How balance transfers can reduce your existing debts
Taking advantage of balance transfers can reduce the cost of borrowing by hundreds of pounds. This works by taking out a new credit card with a far lower interest rate and then transferring the debts from your old credit cards to the new one.
Although you still owe the same amount of money, by reducing the interest rate, you pay off the debt more quickly, saving money in the long term. For example, if you’re currently paying off a credit card debt at 18.9% APR and you complete a balance transfer to a lower-rate deal of 6.9%, you’ll save approximately £120 interest in a year on a debt of £1,200.
The golden rules of balance transfers
If you’re considering balance transfers, there are guidelines you must follow to ensure you don’t run up more debts.
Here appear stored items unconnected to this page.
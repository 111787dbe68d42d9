// Copyright 2026 fstabgen Developers
// SPDX-License-Identifier: GPL-3.0-or-later

use std::{
    fs::{self, OpenOptions},
    io::Write,
    path::Path,
    time::{SystemTime, UNIX_EPOCH},
};

use anyhow::{Context, Result};

/// Write `content` to a temp file in the same directory as `path`, then
/// rename it into place. Readers of `path` see either the old bytes or
/// the new bytes, never a partial write.
pub fn atomic_write<P: AsRef<Path>, C: AsRef<[u8]>>(path: P, content: C) -> Result<()> {
    let path = path.as_ref();
    let dir = path.parent().unwrap_or_else(|| Path::new("."));

    let now = SystemTime::now()
        .duration_since(UNIX_EPOCH)
        .unwrap_or_default()
        .as_nanos();
    let pid = std::process::id();
    let temp_file = dir.join(format!(".{}_{}.tmp", pid, now));

    {
        let mut file = OpenOptions::new()
            .write(true)
            .create_new(true)
            .open(&temp_file)
            .with_context(|| format!("failed to create temp file in {}", dir.display()))?;
        file.write_all(content.as_ref())
            .context("failed to write temp file")?;
        file.sync_all().context("failed to sync temp file")?;
    }

    if let Err(e) = fs::rename(&temp_file, path) {
        let _ = fs::remove_file(&temp_file);
        return Err(e).with_context(|| format!("failed to rename temp file over {}", path.display()));
    }
    Ok(())
}

#[cfg(test)]
mod tests {
    use super::*;

    #[test]
    fn atomic_write_replaces_contents() {
        let dir = tempfile::tempdir().unwrap();
        let target = dir.path().join("fstab");
        fs::write(&target, "old").unwrap();

        atomic_write(&target, "new contents\n").unwrap();

        assert_eq!(fs::read_to_string(&target).unwrap(), "new contents\n");
        // no temp files left behind
        let leftovers: Vec<_> = fs::read_dir(dir.path())
            .unwrap()
            .filter_map(|e| e.ok())
            .filter(|e| e.file_name().to_string_lossy().ends_with(".tmp"))
            .collect();
        assert!(leftovers.is_empty());
    }

    #[test]
    fn atomic_write_creates_missing_target() {
        let dir = tempfile::tempdir().unwrap();
        let target = dir.path().join("fstab");

        atomic_write(&target, "fresh\n").unwrap();

        assert_eq!(fs::read_to_string(&target).unwrap(), "fresh\n");
    }
}
// Copyright 2026 fstabgen Developers
// SPDX-License-Identifier: GPL-3.0-or-later

pub mod cli;
pub mod config;
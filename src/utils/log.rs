// Copyright 2026 fstabgen Developers
// SPDX-License-Identifier: GPL-3.0-or-later

use anyhow::Result;
use tracing_subscriber::EnvFilter;

pub fn init_logging(verbose: bool) -> Result<()> {
    let default_level = if verbose { "debug" } else { "info" };

    let filter = EnvFilter::try_from_default_env()
        .unwrap_or_else(|_| EnvFilter::new(default_level));

    tracing_subscriber::fmt()
        .with_env_filter(filter)
        .with_target(false)
        .without_time()
        .with_writer(std::io::stderr)
        .init();

    Ok(())
}
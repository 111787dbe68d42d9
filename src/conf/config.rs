// Copyright 2026 fstabgen Developers
// SPDX-License-Identifier: GPL-3.0-or-later

use std::{
    fs,
    path::{Path, PathBuf},
};

use anyhow::{Context, Result};
use serde::{Deserialize, Serialize};

use crate::defs;

/// Settings resolved from the optional TOML file plus CLI overrides.
/// Passed explicitly into the apply controller; there is no global
/// mutable configuration.
#[derive(Debug, Serialize, Deserialize, Clone)]
pub struct Settings {
    #[serde(default = "default_yaml_file")]
    pub yaml_file: PathBuf,
    #[serde(default = "default_fstab_file")]
    pub fstab_file: PathBuf,
    #[serde(default = "default_backup_dir")]
    pub backup_dir: PathBuf,
    #[serde(default)]
    pub dry_run: bool,
    #[serde(default)]
    pub root_reserve: bool,
}

fn default_yaml_file() -> PathBuf {
    PathBuf::from(defs::DEFAULT_YAML_FILE)
}

fn default_fstab_file() -> PathBuf {
    PathBuf::from(defs::DEFAULT_FSTAB_FILE)
}

fn default_backup_dir() -> PathBuf {
    dirs::home_dir()
        .unwrap_or_else(|| PathBuf::from("."))
        .join(defs::DEFAULT_BACKUP_SUBDIR)
}

impl Default for Settings {
    fn default() -> Self {
        Self {
            yaml_file: default_yaml_file(),
            fstab_file: default_fstab_file(),
            backup_dir: default_backup_dir(),
            dry_run: false,
            root_reserve: false,
        }
    }
}

impl Settings {
    pub fn from_file<P: AsRef<Path>>(path: P) -> Result<Self> {
        let content =
            fs::read_to_string(path.as_ref()).context("failed to read settings file")?;

        let settings: Settings =
            toml::from_str(&content).context("failed to parse settings file")?;

        Ok(settings)
    }

    pub fn load_default() -> Result<Self> {
        Self::from_file(defs::CONFIG_FILE)
    }

    pub fn merge_with_cli(
        &mut self,
        yaml_file: Option<PathBuf>,
        fstab_file: Option<PathBuf>,
        dry_run: bool,
        root_reserve: bool,
    ) {
        if let Some(path) = yaml_file {
            self.yaml_file = path;
        }

        if let Some(path) = fstab_file {
            self.fstab_file = path;
        }

        if dry_run {
            self.dry_run = true;
        }

        if root_reserve {
            self.root_reserve = true;
        }
    }
}
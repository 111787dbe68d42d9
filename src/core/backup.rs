// Copyright 2026 fstabgen Developers
// SPDX-License-Identifier: GPL-3.0-or-later

use std::{
    fs,
    path::{Path, PathBuf},
};

use chrono::Local;
use thiserror::Error;

use crate::defs;

#[derive(Debug, Error)]
pub enum BackupError {
    #[error("no backup found in {dir}")]
    NoBackupFound { dir: PathBuf },
    #[error(transparent)]
    Io(#[from] std::io::Error),
}

/// Snapshots the target file into a backup directory before mutation
/// and restores the most recent snapshot on rollback. Backups are
/// never pruned.
#[derive(Debug, Clone)]
pub struct BackupManager {
    dir: PathBuf,
}

impl BackupManager {
    pub fn new<P: Into<PathBuf>>(dir: P) -> Self {
        Self { dir: dir.into() }
    }

    /// Copy `target` into the backup directory under a second-resolution
    /// timestamped name. A missing target is not an error: there is
    /// nothing to protect, so no snapshot is taken.
    pub fn snapshot(&self, target: &Path) -> Result<Option<PathBuf>, BackupError> {
        if !target.exists() {
            tracing::debug!("no existing file at {}, skipping backup", target.display());
            return Ok(None);
        }

        fs::create_dir_all(&self.dir)?;

        let stamp = Local::now().format(defs::BACKUP_TIMESTAMP_FORMAT);
        let backup_file = self.dir.join(format!(
            "{}{}{}",
            defs::BACKUP_PREFIX,
            stamp,
            defs::BACKUP_SUFFIX
        ));

        fs::copy(target, &backup_file)?;

        tracing::info!("backup created: {}", backup_file.display());

        Ok(Some(backup_file))
    }

    /// Copy the most recent snapshot back over `target`. The naming
    /// scheme makes lexicographic order equal chronological order.
    pub fn restore_latest(&self, target: &Path) -> Result<PathBuf, BackupError> {
        let latest = self.latest()?.ok_or_else(|| BackupError::NoBackupFound {
            dir: self.dir.clone(),
        })?;

        fs::copy(&latest, target)?;

        tracing::info!("restored {} over {}", latest.display(), target.display());

        Ok(latest)
    }

    fn latest(&self) -> Result<Option<PathBuf>, BackupError> {
        if !self.dir.exists() {
            return Ok(None);
        }

        let mut latest: Option<PathBuf> = None;

        for entry in fs::read_dir(&self.dir)? {
            let entry = entry?;
            let name = entry.file_name();
            let name = name.to_string_lossy();

            if !name.starts_with(defs::BACKUP_PREFIX) || !name.ends_with(defs::BACKUP_SUFFIX) {
                continue;
            }

            let path = entry.path();
            if latest
                .as_ref()
                .map(|current| path.file_name() > current.file_name())
                .unwrap_or(true)
            {
                latest = Some(path);
            }
        }

        Ok(latest)
    }
}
If you’ve done a balance transfer to a credit card with an introductory offer of 0% interest, clear your debt before the end of the zero interest period. If you’re not able to do this, look round for another 0% or lower interest card and do another balance transfer. Otherwise, your costs are likely to rocket again.
Never miss your monthly repayment, as this will lead to late payment charges and you’ll start running up your debt again. Never spend money on your new credit card. Remember its sole purpose is to reduce your existing debt, so don’t start withdrawing cash on it once the balance starts reducing.
Before you apply for a new credit card, if you have a poor credit rating, remember you can adversely affect your credit score by applying for a card for which you have little chance of being accepted. If you apply for a number of cards and are refused, this could affect your credit rating.
Some online comparison sites offer a free eligibility checker and advice on cards for people with bad credit. Although there’s no guarantee you’ll be accepted for the card for which you apply, an eligibility checker will estimate the odds of you being accepted, given your current circumstances, so it will help minimise the number of applications.
Making repayments to your new credit card
When you’ve done a balance transfer, it helps to pay off the debt as soon as you can, so try to pay a bit more each month. If this isn’t possible, always make sure you pay at least the monthly minimum payment. Failure to do so with some cards could lead to you losing the cheap rate. You may find your card provider withdraws the deal, leaving you on a more expensive rate.
You may not get the deal for which you apply
Always bear in mind there’s a catch to the 0% interest deals, based on customers’ credit history. For example, you may find, when you apply, that because of your credit history, the 0% interest balance transfer deal advertised may be offered to you for only 20 months, rather than the 36 months you’re anticipating.
If you check out new credit cards on comparison websites, an indicator of this is when the card provider puts the words “up to” before their headline balance transfer offer. For example, it may say, “Up to 36 months’ interest free credit on balance transfers.” This covers them if, after applying, you’re offered a shorter period to pay off the balance transfer at the low or zero interest rate.
Cutting debts without new credit cards
If your credit rating is too poor to apply for a new card, check out your existing cards and if they’re not maxed out, transfer the balances from the ones with high interest rates to others that have lower interest rates. It’s a case of shifting your debts around to save on interest.